= TASK REQUIREMENTS =
Throughout the entries below, report every line where "ValidationErrors" is found.
════════════════════
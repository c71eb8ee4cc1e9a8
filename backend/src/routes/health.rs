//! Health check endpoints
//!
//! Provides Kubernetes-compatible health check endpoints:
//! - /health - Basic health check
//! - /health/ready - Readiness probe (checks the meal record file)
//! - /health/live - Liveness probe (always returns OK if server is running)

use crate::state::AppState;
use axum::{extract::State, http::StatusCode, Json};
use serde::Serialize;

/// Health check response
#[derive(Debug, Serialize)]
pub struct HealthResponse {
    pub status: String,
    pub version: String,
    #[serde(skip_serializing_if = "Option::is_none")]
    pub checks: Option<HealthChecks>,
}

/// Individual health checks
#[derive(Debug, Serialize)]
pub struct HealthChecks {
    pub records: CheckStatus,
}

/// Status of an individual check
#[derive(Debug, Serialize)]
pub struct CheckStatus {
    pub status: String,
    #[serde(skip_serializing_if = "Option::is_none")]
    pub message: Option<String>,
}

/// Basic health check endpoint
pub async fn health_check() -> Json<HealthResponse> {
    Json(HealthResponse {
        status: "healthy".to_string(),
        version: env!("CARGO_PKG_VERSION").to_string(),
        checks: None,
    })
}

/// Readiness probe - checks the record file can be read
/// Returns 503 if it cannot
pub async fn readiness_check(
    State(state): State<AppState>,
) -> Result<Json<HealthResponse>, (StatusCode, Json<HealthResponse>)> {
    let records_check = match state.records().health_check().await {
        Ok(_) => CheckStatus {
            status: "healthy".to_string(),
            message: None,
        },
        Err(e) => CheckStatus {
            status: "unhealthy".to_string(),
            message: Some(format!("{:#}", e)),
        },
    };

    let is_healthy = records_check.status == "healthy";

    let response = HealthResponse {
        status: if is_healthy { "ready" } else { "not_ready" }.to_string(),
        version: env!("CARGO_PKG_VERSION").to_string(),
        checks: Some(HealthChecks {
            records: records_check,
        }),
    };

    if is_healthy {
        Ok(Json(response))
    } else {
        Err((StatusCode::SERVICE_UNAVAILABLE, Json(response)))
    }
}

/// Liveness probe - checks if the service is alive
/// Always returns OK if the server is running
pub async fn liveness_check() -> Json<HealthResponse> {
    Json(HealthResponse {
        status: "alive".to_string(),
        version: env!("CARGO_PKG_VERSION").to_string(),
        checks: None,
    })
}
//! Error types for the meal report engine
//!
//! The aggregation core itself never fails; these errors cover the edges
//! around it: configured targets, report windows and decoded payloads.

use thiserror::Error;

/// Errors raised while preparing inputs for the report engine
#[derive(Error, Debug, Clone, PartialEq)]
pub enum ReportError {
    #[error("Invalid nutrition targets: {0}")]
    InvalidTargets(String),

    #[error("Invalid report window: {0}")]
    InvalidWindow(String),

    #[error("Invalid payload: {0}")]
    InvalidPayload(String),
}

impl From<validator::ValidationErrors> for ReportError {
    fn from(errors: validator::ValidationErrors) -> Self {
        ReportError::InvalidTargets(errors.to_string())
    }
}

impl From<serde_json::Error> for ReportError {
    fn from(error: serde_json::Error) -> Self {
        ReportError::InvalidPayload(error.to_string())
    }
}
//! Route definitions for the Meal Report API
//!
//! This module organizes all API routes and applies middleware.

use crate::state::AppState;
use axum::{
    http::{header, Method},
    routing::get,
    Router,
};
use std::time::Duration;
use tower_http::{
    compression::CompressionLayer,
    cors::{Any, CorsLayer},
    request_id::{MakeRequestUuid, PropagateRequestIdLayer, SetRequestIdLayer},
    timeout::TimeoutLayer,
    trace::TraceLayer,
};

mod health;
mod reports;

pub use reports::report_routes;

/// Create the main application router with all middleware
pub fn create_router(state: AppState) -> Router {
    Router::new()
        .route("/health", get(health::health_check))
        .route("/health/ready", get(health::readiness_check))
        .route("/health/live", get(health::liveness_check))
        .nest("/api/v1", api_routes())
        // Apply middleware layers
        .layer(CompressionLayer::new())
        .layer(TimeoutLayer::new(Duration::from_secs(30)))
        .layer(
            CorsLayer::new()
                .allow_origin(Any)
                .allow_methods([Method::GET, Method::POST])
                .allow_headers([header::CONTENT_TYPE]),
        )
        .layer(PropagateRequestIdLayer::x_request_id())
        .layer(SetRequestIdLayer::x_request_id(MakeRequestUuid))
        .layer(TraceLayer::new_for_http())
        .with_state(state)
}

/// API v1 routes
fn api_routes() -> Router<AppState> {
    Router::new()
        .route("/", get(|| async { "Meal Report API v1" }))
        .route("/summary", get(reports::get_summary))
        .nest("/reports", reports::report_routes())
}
════════════════════
= PROBLEM SOLUTION =
impl From<validator::ValidationErrors> for ReportError {
    fn from(errors: validator::ValidationErrors) -> Self {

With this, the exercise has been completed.